In Shane Collins v. American Bankers Insurance Company Of Florida, No. C23-1959-JCC, United States District Court, W.D. Washington, Seattle (August 29, 2024) the discovery dispute was resolved by the USDC finding the Plaintiff did not establish an impasse existed about the discovery discussions.
BACKGROUND
The record did not demonstrate an impasse, any subsequent conferral or attempt to confer, or any agreement in filing the Joint Submission.
DISCUSSION – Legal Standard
Parties may obtain discovery regarding any non privileged matter that is relevant to any party’s claim or defense and proportional to the needs of the case. If requested discovery is withheld inappropriately or goes unanswered, the requesting party may move to compel such discovery. The Court also has broad discretion to decide whether to compel discovery.
A party filing a motion to compel under Local Rule 37 may do so unilaterally or jointly. The joint option follows an expedited procedure and affords parties the benefit of same day noting. Importantly, the parties must affirmatively agree to utilize the expedited procedure.
The motion must include a certification that the moving party has “in good faith conferred or attempted to confer with the person or party failing to make disclosure or discovery in an effort to resolve the dispute without court action.” Fed.R.Civ.P. 37(a)(1).
A good faith effort to resolve discovery disputes requires an exchange of information until no additional progress is possible.

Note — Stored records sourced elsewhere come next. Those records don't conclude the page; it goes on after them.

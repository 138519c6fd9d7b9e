//! Runtime configuration for the ipwatch daemon
//!
//! All operator-supplied settings are carried in an explicit [`WatchConfig`]
//! owned by the daemon's run function and threaded through the capture loop
//! rather than held as process-wide state.

use std::path::{Path, PathBuf};

use crate::{Error, Result};

/// Default directory for the ipwatch data files
pub const DEFAULT_LIB_DIR: &str = "/var/lib/ipwatch";

/// Default number of days before old records are deleted
pub const DEFAULT_OLDER_THAN_DAYS: i64 = 30;

/// How frequently record refreshes and store maintenance happen (seconds)
pub const MAINTENANCE_INTERVAL: i64 = 28800;

/// Age (minutes) after which an unchanged mapping's last-seen time is
/// refreshed in place instead of being left alone
pub const REFRESH_THRESHOLD_MINUTES: i64 = 480;

// Snapshot length notes:
//
// IPv4 ARP (fixed size):       42 bytes
//  ether header                14
//  arp header                  28
//
// IPv6 ICMP ND (minimum size): 86 bytes
//  ether header                14
//  ip6 header                  40
//  nd solicit / advertise      24 (includes icmp6 header of size 8)
//  nd option link layer addr    8 (includes option header of size 2)
//
// ND packets are variable sized and may carry additional options. We assume
// the link layer address option comes first to keep the snapshot length
// small.

/// Minimum (and default) capture snapshot length
pub const MIN_SNAPLEN: i32 = 86;

/// Maximum length of an operator-supplied capture filter expression
pub const USER_FILTER_MAX: usize = 512;

/// File suffix for the SQLite stores
pub const DB_SUFFIX: &str = ".sqlite";

/// Name of the shared vendor directory database
pub const MA_DB_NAME: &str = "ma_db";

/// Daemon configuration, validated before capture begins
#[derive(Debug, Clone)]
pub struct WatchConfig {
    /// Interface to monitor
    pub ifname: String,
    /// Directory holding the history and vendor databases
    pub lib_dir: PathBuf,
    /// External command invoked on mapping changes
    pub notify_cmd: Option<PathBuf>,
    /// Days a mapping may go unseen before the retention sweep forgets it
    pub older_than_days: i64,
    /// Capture snapshot length
    pub snaplen: i32,
    /// Capture in promiscuous mode
    pub promiscuous: bool,
    /// Additional operator capture filter, ANDed with the fixed filter
    pub user_filter: Option<String>,
}

impl WatchConfig {
    /// Create a configuration with defaults for the given interface
    pub fn new<S: Into<String>>(ifname: S) -> Self {
        Self {
            ifname: ifname.into(),
            lib_dir: PathBuf::from(DEFAULT_LIB_DIR),
            notify_cmd: None,
            older_than_days: DEFAULT_OLDER_THAN_DAYS,
            snaplen: MIN_SNAPLEN,
            promiscuous: true,
            user_filter: None,
        }
    }

    /// Validate the configuration
    ///
    /// Errors here are fatal at startup, before any capture begins.
    pub fn validate(&self) -> Result<()> {
        if self.ifname.is_empty() || self.ifname.contains('/') || self.ifname.contains('\0') {
            return Err(Error::config(format!(
                "invalid interface name \"{}\"",
                self.ifname
            )));
        }
        if self.older_than_days < 1 {
            return Err(Error::config(format!(
                "invalid retention period of {} days",
                self.older_than_days
            )));
        }
        if self.snaplen < MIN_SNAPLEN {
            return Err(Error::config(format!(
                "snaplen {} is below the minimum of {}",
                self.snaplen, MIN_SNAPLEN
            )));
        }
        if let Some(filter) = &self.user_filter {
            if filter.len() > USER_FILTER_MAX {
                return Err(Error::config(format!(
                    "capture filter exceeds maximum length of {} bytes",
                    USER_FILTER_MAX
                )));
            }
        }
        Ok(())
    }

    /// Retention cutoff in seconds
    pub fn retention_secs(&self) -> i64 {
        self.older_than_days * 86400
    }

    /// Path of this interface's history database
    pub fn history_db_path(&self) -> PathBuf {
        history_db_path(&self.lib_dir, &self.ifname)
    }

    /// Path of the shared vendor directory database
    pub fn vendor_db_path(&self) -> PathBuf {
        vendor_db_path(&self.lib_dir)
    }
}

/// History database path for an interface
pub fn history_db_path(lib_dir: &Path, ifname: &str) -> PathBuf {
    lib_dir.join(format!("{}{}", ifname, DB_SUFFIX))
}

/// Vendor directory database path
pub fn vendor_db_path(lib_dir: &Path) -> PathBuf {
    lib_dir.join(format!("{}{}", MA_DB_NAME, DB_SUFFIX))
}

#[cfg(test)]
mod tests {
    use super::*;

    #[test]
    fn test_defaults() {
        let config = WatchConfig::new("eth0");
        assert_eq!(config.older_than_days, DEFAULT_OLDER_THAN_DAYS);
        assert_eq!(config.snaplen, MIN_SNAPLEN);
        assert!(config.promiscuous);
        assert!(config.validate().is_ok());
    }

    #[test]
    fn test_validation() {
        let mut config = WatchConfig::new("eth0");
        config.snaplen = 42;
        assert!(config.validate().is_err());

        let mut config = WatchConfig::new("eth0");
        config.older_than_days = 0;
        assert!(config.validate().is_err());

        let mut config = WatchConfig::new("../etc");
        assert!(config.validate().is_err());
        config.ifname = "eth0".into();
        config.user_filter = Some("a".repeat(USER_FILTER_MAX + 1));
        assert!(config.validate().is_err());
    }

    #[test]
    fn test_db_paths() {
        let config = WatchConfig::new("eth0");
        assert_eq!(
            config.history_db_path(),
            PathBuf::from("/var/lib/ipwatch/eth0.sqlite")
        );
        assert_eq!(
            config.vendor_db_path(),
            PathBuf::from("/var/lib/ipwatch/ma_db.sqlite")
        );
    }
}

Plaintiff’s “Joint” Submission
Here, there is no indication that the parties agreed to file the LCR 37 Joint Submission. In fact, based on the record, it appears Plaintiff has entirely neglected the expedited procedure detailed in Local Rule 37 and proceeded without affirmative agreement from Defendant. Rather than share an initial draft with Defendant and allow Defendant seven days to insert its rebuttal, Plaintiff instead sent a final draft on July 31, 2024 and then only gave Defendant two days to respond.
Plaintiff ultimately filed the motion 12 days after it sent Defendant the “final” draft. However, the Court had no way of knowing if the parties agreed to or even complied with LCR 37’s procedural requirements in the meantime because the only record of discussion between the parties specifically regarding the motion is insignificant. Moreover, after receiving the purported final draft from Plaintiff, Defendant continued to question the need for a joint motion. The fact that Defendant questioned the need for a joint motion even after Plaintiff shared the purported final draft demonstrates the lack of agreement.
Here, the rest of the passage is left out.